Copy out every line of the records in which "returned" can be found.

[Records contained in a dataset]
⟨

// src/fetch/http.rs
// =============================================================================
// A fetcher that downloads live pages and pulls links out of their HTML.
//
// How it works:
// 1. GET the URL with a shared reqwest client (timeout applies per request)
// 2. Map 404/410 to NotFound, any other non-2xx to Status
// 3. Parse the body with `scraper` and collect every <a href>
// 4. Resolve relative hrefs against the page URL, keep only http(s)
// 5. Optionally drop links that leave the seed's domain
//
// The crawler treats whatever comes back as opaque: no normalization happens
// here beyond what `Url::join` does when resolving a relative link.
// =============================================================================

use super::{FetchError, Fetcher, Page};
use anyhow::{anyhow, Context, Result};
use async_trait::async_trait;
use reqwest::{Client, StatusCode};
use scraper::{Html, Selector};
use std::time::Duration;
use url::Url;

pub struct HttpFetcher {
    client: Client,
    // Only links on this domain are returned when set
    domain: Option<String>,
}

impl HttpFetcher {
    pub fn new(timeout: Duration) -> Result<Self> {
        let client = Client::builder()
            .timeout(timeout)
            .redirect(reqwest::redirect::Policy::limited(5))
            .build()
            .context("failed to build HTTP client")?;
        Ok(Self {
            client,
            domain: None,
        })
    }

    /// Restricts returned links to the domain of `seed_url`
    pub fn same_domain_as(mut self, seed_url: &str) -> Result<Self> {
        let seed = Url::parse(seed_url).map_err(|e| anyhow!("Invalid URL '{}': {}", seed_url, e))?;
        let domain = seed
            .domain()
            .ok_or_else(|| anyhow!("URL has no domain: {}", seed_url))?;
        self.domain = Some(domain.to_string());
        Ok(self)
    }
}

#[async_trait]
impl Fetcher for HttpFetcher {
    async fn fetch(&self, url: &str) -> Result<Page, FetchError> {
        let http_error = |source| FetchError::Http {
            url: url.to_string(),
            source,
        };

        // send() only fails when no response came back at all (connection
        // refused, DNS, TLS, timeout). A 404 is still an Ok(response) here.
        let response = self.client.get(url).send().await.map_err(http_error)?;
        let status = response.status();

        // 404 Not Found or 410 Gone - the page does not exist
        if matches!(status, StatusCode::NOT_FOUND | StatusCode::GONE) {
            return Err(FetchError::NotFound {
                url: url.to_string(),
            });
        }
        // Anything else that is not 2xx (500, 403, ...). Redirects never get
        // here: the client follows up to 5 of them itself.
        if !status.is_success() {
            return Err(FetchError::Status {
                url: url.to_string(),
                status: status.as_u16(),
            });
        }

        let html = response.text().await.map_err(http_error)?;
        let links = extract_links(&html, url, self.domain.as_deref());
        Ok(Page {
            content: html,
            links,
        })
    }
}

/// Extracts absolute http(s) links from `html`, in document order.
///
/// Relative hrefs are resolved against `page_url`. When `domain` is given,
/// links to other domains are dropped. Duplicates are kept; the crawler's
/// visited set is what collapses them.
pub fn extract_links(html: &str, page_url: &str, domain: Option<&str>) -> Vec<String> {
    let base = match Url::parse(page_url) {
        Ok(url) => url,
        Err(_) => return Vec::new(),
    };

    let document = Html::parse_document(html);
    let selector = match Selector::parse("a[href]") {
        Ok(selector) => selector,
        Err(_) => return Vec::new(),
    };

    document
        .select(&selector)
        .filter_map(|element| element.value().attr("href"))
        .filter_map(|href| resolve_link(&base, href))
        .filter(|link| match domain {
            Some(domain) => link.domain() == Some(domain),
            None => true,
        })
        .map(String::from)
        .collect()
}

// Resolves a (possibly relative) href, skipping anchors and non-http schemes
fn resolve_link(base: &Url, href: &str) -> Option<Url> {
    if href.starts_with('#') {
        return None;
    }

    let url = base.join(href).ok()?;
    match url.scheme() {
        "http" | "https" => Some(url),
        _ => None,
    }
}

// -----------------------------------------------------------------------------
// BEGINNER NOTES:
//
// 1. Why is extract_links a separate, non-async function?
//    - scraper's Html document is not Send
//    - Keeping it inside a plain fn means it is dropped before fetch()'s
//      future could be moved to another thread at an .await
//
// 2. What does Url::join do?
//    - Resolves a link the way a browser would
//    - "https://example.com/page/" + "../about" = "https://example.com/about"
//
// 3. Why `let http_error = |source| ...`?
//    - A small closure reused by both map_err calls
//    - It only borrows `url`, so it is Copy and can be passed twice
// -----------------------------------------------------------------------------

⟩
⟨

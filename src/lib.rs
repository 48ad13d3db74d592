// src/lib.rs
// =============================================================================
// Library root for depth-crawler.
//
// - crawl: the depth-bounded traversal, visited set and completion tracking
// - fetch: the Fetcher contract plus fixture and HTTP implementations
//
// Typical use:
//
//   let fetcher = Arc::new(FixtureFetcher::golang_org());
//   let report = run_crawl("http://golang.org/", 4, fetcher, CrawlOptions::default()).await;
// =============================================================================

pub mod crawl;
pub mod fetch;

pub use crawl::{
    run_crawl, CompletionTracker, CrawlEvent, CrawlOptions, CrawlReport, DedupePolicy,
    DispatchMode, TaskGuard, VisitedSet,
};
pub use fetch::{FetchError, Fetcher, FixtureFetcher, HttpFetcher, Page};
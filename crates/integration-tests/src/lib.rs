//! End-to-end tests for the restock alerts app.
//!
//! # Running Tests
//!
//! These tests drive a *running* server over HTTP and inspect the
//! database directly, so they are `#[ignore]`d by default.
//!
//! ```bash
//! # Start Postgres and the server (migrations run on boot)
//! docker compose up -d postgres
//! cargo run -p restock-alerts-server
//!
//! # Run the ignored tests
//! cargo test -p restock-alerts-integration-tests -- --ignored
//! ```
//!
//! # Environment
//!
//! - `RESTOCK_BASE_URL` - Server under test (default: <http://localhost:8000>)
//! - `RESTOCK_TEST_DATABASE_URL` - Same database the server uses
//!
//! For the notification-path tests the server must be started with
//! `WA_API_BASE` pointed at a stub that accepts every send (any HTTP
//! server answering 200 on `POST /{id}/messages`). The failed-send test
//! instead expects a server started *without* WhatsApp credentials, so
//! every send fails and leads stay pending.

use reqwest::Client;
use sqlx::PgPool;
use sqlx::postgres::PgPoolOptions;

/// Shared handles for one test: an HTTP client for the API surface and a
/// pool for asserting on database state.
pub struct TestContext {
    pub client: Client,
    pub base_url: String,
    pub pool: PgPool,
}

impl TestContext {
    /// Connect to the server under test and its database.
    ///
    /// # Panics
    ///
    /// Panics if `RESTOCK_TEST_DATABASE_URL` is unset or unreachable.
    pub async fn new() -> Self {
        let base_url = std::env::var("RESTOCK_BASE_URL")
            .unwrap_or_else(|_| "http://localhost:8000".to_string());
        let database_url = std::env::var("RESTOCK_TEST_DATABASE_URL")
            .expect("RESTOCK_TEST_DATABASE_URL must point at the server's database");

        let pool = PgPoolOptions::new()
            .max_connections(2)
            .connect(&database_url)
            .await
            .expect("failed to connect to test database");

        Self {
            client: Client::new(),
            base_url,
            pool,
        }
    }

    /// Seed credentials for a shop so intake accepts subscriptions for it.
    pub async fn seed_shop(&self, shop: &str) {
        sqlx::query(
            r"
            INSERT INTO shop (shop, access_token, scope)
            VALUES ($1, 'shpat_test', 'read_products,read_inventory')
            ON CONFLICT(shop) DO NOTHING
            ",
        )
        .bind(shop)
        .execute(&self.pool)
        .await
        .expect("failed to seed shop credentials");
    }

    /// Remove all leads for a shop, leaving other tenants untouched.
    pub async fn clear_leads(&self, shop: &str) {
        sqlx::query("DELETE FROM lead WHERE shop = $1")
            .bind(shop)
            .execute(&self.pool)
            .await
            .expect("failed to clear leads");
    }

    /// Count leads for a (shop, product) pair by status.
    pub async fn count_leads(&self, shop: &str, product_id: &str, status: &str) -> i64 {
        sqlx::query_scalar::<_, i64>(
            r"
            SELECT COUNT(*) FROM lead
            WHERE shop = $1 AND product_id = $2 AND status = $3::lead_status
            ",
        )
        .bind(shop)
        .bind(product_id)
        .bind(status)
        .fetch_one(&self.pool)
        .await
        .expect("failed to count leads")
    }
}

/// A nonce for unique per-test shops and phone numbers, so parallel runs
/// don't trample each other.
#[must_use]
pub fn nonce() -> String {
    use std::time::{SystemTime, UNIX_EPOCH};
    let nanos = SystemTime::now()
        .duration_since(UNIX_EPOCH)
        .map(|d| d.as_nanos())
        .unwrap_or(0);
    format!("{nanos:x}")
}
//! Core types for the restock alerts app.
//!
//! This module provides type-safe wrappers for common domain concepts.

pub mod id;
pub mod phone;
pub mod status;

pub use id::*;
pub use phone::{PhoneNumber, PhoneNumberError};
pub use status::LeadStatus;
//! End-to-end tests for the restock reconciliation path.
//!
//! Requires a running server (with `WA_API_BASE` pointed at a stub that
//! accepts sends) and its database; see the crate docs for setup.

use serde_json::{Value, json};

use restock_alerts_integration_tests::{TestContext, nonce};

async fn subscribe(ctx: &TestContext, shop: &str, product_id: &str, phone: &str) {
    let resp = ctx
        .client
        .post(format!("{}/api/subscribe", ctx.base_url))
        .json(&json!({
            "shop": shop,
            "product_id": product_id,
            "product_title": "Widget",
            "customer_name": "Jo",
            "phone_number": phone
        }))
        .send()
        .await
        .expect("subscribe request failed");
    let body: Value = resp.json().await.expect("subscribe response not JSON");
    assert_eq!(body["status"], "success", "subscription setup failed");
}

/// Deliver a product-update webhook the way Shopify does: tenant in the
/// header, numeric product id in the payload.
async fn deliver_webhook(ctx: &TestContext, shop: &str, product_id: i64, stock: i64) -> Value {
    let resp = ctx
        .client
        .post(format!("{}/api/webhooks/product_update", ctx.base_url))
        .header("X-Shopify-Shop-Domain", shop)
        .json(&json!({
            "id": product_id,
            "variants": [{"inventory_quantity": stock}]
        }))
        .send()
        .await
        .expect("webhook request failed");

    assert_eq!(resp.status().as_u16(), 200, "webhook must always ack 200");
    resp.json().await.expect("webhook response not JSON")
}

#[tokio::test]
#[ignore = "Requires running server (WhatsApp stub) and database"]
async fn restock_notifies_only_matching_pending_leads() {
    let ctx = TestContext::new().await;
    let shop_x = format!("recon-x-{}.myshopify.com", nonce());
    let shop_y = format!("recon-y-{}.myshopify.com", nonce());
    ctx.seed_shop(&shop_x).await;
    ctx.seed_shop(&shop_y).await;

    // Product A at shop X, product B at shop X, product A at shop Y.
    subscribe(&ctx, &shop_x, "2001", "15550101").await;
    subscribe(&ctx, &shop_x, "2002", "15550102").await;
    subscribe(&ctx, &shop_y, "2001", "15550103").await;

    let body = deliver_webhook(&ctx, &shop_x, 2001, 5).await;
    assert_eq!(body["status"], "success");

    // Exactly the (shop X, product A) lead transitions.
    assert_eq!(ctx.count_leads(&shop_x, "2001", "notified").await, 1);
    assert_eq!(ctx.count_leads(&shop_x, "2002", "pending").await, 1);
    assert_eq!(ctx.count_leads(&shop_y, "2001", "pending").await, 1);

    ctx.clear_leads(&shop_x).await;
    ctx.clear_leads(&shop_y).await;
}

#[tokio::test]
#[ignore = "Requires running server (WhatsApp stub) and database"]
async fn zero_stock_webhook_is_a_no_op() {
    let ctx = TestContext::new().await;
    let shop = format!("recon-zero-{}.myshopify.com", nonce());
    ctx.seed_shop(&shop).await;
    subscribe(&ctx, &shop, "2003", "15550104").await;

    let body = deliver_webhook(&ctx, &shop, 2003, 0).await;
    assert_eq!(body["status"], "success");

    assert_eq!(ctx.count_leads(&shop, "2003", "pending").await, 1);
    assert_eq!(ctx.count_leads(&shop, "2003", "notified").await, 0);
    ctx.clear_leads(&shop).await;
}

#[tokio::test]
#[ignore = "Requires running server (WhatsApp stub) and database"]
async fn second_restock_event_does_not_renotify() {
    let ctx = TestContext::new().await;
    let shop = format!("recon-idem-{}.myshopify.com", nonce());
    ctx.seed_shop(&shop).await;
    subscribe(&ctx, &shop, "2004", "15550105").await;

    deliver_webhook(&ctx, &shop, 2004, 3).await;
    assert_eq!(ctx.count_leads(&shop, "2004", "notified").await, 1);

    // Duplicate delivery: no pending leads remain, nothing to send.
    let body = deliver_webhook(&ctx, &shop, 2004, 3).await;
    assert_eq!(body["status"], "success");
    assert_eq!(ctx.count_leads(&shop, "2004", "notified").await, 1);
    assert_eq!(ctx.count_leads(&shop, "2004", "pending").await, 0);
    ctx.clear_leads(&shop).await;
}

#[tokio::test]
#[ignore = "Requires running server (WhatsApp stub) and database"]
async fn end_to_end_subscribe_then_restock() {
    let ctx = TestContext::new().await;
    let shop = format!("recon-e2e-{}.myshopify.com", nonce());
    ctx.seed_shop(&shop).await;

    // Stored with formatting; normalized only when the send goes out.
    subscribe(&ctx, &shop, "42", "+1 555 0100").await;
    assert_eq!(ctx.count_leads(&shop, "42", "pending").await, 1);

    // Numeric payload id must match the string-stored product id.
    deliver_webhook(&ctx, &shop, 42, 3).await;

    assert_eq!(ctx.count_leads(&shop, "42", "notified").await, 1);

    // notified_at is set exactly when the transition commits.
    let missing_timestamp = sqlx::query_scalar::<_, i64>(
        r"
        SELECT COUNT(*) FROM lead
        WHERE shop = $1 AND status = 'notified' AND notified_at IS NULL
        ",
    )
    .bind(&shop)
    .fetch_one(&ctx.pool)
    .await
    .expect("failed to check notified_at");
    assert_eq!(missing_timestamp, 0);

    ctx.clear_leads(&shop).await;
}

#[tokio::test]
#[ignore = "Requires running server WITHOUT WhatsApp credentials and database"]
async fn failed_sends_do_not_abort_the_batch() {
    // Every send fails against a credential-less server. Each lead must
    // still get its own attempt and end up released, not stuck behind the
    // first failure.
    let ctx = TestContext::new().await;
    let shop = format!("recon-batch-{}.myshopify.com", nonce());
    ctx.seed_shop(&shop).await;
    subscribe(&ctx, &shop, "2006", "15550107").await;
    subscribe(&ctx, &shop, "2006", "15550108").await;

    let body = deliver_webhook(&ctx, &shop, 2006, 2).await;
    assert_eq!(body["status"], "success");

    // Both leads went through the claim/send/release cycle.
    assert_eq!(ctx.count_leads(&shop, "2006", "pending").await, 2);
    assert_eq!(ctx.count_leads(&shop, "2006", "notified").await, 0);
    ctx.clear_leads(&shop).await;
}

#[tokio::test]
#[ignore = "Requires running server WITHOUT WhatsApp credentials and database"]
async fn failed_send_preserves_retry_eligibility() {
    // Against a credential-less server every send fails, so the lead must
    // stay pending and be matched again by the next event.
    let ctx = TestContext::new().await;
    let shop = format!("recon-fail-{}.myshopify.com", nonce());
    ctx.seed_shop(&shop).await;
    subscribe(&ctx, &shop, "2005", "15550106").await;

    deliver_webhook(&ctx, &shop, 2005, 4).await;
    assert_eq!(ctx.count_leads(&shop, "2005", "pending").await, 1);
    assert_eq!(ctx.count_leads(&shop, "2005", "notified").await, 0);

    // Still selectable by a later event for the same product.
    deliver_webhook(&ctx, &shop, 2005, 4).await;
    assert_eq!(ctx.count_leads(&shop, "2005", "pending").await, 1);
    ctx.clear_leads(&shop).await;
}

⟩

### EXERCISE ANSWER
    // Only links on this domain are returned when set
    /// Restricts returned links to the domain of `seed_url`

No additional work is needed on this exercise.